> **Assignment**: The entries are to be written out again with no differences.

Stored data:
»»
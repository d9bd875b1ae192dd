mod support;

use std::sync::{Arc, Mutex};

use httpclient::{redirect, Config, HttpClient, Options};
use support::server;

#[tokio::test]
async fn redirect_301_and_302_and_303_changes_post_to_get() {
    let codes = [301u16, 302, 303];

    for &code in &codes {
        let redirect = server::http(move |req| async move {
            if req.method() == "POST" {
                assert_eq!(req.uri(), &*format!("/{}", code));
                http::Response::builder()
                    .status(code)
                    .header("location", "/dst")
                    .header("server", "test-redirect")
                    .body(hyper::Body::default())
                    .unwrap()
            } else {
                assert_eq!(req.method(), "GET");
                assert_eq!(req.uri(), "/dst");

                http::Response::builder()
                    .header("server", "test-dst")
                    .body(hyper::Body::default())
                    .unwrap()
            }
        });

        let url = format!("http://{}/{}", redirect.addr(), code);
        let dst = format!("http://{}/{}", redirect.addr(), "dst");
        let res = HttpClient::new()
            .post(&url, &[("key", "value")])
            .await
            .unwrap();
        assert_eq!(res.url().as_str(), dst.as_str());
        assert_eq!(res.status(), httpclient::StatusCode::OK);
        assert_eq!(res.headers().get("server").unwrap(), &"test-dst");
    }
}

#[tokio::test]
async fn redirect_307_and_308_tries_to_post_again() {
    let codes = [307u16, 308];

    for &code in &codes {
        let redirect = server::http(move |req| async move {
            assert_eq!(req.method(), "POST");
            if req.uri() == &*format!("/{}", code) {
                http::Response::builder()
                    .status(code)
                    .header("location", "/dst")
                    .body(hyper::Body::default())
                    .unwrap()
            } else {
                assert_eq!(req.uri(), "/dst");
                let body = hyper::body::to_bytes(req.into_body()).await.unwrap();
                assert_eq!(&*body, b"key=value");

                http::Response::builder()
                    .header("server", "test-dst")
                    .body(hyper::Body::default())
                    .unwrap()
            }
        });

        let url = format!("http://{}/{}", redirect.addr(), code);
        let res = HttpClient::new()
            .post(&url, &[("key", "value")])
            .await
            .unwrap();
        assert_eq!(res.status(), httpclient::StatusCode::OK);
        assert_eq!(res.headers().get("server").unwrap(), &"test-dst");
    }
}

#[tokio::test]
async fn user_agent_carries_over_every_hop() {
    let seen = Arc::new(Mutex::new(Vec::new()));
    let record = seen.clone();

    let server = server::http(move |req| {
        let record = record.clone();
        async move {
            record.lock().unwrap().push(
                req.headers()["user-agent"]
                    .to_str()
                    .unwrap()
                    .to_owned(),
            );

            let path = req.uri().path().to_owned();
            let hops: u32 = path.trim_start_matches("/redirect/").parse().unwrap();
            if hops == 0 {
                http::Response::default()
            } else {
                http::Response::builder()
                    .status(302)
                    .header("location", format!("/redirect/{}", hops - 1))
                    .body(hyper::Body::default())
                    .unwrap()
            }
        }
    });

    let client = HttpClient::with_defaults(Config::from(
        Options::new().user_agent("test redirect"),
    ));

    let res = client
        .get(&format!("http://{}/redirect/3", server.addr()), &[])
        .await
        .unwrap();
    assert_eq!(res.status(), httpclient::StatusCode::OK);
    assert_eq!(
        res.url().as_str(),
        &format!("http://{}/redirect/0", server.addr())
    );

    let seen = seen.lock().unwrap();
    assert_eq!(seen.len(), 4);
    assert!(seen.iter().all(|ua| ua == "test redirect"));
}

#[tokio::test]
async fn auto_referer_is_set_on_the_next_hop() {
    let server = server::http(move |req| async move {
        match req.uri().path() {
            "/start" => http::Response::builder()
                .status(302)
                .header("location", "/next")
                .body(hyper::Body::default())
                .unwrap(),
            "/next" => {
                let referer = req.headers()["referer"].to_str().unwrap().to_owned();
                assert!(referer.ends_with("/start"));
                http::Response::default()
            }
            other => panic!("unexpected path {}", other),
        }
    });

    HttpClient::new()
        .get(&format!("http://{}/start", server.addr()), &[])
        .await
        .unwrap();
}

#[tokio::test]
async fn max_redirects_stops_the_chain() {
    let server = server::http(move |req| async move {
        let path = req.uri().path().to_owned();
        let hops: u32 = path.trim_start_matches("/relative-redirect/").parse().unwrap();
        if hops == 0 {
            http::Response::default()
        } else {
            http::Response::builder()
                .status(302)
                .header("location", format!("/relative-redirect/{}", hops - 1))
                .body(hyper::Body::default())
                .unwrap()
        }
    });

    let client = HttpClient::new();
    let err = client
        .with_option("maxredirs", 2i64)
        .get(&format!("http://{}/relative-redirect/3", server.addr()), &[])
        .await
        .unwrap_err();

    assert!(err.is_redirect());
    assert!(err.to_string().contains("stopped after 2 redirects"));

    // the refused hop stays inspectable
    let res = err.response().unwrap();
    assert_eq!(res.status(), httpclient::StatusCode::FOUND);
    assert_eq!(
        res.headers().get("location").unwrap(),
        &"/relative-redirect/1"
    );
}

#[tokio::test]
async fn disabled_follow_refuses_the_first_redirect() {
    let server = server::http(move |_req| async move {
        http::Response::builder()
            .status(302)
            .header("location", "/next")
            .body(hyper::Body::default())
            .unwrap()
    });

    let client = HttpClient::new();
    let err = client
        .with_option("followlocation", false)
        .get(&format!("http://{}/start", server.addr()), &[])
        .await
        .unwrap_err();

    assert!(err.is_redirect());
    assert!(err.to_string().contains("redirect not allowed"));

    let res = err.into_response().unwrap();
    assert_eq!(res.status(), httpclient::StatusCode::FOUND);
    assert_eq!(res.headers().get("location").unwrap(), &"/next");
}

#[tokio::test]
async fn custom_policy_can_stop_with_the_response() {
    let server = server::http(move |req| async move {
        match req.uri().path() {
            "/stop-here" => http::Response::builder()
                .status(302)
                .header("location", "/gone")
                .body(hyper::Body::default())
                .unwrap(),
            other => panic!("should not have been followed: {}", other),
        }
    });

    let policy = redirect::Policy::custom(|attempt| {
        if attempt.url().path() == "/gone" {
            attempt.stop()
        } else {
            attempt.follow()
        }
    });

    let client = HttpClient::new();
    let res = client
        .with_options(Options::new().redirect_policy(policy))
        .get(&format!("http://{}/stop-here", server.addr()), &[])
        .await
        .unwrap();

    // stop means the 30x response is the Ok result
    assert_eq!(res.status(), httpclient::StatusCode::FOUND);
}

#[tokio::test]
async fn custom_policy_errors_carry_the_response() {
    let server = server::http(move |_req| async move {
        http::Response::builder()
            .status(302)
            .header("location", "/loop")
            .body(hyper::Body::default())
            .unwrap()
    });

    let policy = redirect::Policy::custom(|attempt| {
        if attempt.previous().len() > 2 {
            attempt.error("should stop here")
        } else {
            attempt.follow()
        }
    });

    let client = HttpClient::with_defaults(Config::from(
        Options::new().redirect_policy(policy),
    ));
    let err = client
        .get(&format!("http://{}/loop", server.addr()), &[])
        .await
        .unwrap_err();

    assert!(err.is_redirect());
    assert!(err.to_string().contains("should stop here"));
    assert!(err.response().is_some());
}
««
> **Result of this task**:
repository d9bd875b1ae192dd
mod support;

use std::sync::{Arc, Mutex};

use httpclient::{redirect, Config, HttpClient, Options};
use support::server;

#[tokio::test]
async fn redirect_301_and_302_and_303_changes_post_to_get() {
    let codes = [301u16, 302, 303];

    for &code in &codes {
        let redirect = server::http(move |req| async move {
            if req.method() == "POST" {
                assert_eq!(req.uri(), &*format!("/{}", code));
                http::Response::builder()
                    .status(code)
                    .header("location", "/dst")
                    .header("server", "test-redirect")
                    .body(hyper::Body::default())
                    .unwrap()
            } else {
                assert_eq!(req.method(), "GET");
                assert_eq!(req.uri(), "/dst");

                http::Response::builder()
                    .header("server", "test-dst")
                    .body(hyper::Body::default())
                    .unwrap()
            }
        });

        let url = format!("http://{}/{}", redirect.addr(), code);
        let dst = format!("http://{}/{}", redirect.addr(), "dst");
        let res = HttpClient::new()
            .post(&url, &[("key", "value")])
            .await
            .unwrap();
        assert_eq!(res.url().as_str(), dst.as_str());
        assert_eq!(res.status(), httpclient::StatusCode::OK);
        assert_eq!(res.headers().get("server").unwrap(), &"test-dst");
    }
}

#[tokio::test]
async fn redirect_307_and_308_tries_to_post_again() {
    let codes = [307u16, 308];

    for &code in &codes {
        let redirect = server::http(move |req| async move {
            assert_eq!(req.method(), "POST");
            if req.uri() == &*format!("/{}", code) {
                http::Response::builder()
                    .status(code)
                    .header("location", "/dst")
                    .body(hyper::Body::default())
                    .unwrap()
            } else {
                assert_eq!(req.uri(), "/dst");
                let body = hyper::body::to_bytes(req.into_body()).await.unwrap();
                assert_eq!(&*body, b"key=value");

                http::Response::builder()
                    .header("server", "test-dst")
                    .body(hyper::Body::default())
                    .unwrap()
            }
        });

        let url = format!("http://{}/{}", redirect.addr(), code);
        let res = HttpClient::new()
            .post(&url, &[("key", "value")])
            .await
            .unwrap();
        assert_eq!(res.status(), httpclient::StatusCode::OK);
        assert_eq!(res.headers().get("server").unwrap(), &"test-dst");
    }
}

#[tokio::test]
async fn user_agent_carries_over_every_hop() {
    let seen = Arc::new(Mutex::new(Vec::new()));
    let record = seen.clone();

    let server = server::http(move |req| {
        let record = record.clone();
        async move {
            record.lock().unwrap().push(
                req.headers()["user-agent"]
                    .to_str()
                    .unwrap()
                    .to_owned(),
            );

            let path = req.uri().path().to_owned();
            let hops: u32 = path.trim_start_matches("/redirect/").parse().unwrap();
            if hops == 0 {
                http::Response::default()
            } else {
                http::Response::builder()
                    .status(302)
                    .header("location", format!("/redirect/{}", hops - 1))
                    .body(hyper::Body::default())
                    .unwrap()
            }
        }
    });

    let client = HttpClient::with_defaults(Config::from(
        Options::new().user_agent("test redirect"),
    ));

    let res = client
        .get(&format!("http://{}/redirect/3", server.addr()), &[])
        .await
        .unwrap();
    assert_eq!(res.status(), httpclient::StatusCode::OK);
    assert_eq!(
        res.url().as_str(),
        &format!("http://{}/redirect/0", server.addr())
    );

    let seen = seen.lock().unwrap();
    assert_eq!(seen.len(), 4);
    assert!(seen.iter().all(|ua| ua == "test redirect"));
}

#[tokio::test]
async fn auto_referer_is_set_on_the_next_hop() {
    let server = server::http(move |req| async move {
        match req.uri().path() {
            "/start" => http::Response::builder()
                .status(302)
                .header("location", "/next")
                .body(hyper::Body::default())
                .unwrap(),
            "/next" => {
                let referer = req.headers()["referer"].to_str().unwrap().to_owned();
                assert!(referer.ends_with("/start"));
                http::Response::default()
            }
            other => panic!("unexpected path {}", other),
        }
    });

    HttpClient::new()
        .get(&format!("http://{}/start", server.addr()), &[])
        .await
        .unwrap();
}

#[tokio::test]
async fn max_redirects_stops_the_chain() {
    let server = server::http(move |req| async move {
        let path = req.uri().path().to_owned();
        let hops: u32 = path.trim_start_matches("/relative-redirect/").parse().unwrap();
        if hops == 0 {
            http::Response::default()
        } else {
            http::Response::builder()
                .status(302)
                .header("location", format!("/relative-redirect/{}", hops - 1))
                .body(hyper::Body::default())
                .unwrap()
        }
    });

    let client = HttpClient::new();
    let err = client
        .with_option("maxredirs", 2i64)
        .get(&format!("http://{}/relative-redirect/3", server.addr()), &[])
        .await
        .unwrap_err();

    assert!(err.is_redirect());
    assert!(err.to_string().contains("stopped after 2 redirects"));

    // the refused hop stays inspectable
    let res = err.response().unwrap();
    assert_eq!(res.status(), httpclient::StatusCode::FOUND);
    assert_eq!(
        res.headers().get("location").unwrap(),
        &"/relative-redirect/1"
    );
}

#[tokio::test]
async fn disabled_follow_refuses_the_first_redirect() {
    let server = server::http(move |_req| async move {
        http::Response::builder()
            .status(302)
            .header("location", "/next")
            .body(hyper::Body::default())
            .unwrap()
    });

    let client = HttpClient::new();
    let err = client
        .with_option("followlocation", false)
        .get(&format!("http://{}/start", server.addr()), &[])
        .await
        .unwrap_err();

    assert!(err.is_redirect());
    assert!(err.to_string().contains("redirect not allowed"));

    let res = err.into_response().unwrap();
    assert_eq!(res.status(), httpclient::StatusCode::FOUND);
    assert_eq!(res.headers().get("location").unwrap(), &"/next");
}

#[tokio::test]
async fn custom_policy_can_stop_with_the_response() {
    let server = server::http(move |req| async move {
        match req.uri().path() {
            "/stop-here" => http::Response::builder()
                .status(302)
                .header("location", "/gone")
                .body(hyper::Body::default())
                .unwrap(),
            other => panic!("should not have been followed: {}", other),
        }
    });

    let policy = redirect::Policy::custom(|attempt| {
        if attempt.url().path() == "/gone" {
            attempt.stop()
        } else {
            attempt.follow()
        }
    });

    let client = HttpClient::new();
    let res = client
        .with_options(Options::new().redirect_policy(policy))
        .get(&format!("http://{}/stop-here", server.addr()), &[])
        .await
        .unwrap();

    // stop means the 30x response is the Ok result
    assert_eq!(res.status(), httpclient::StatusCode::FOUND);
}

#[tokio::test]
async fn custom_policy_errors_carry_the_response() {
    let server = server::http(move |_req| async move {
        http::Response::builder()
            .status(302)
            .header("location", "/loop")
            .body(hyper::Body::default())
            .unwrap()
    });

    let policy = redirect::Policy::custom(|attempt| {
        if attempt.previous().len() > 2 {
            attempt.error("should stop here")
        } else {
            attempt.follow()
        }
    });

    let client = HttpClient::with_defaults(Config::from(
        Options::new().redirect_policy(policy),
    ));
    let err = client
        .get(&format!("http://{}/loop", server.addr()), &[])
        .await
        .unwrap_err();

    assert!(err.is_redirect());
    assert!(err.to_string().contains("should stop here"));
    assert!(err.response().is_some());
}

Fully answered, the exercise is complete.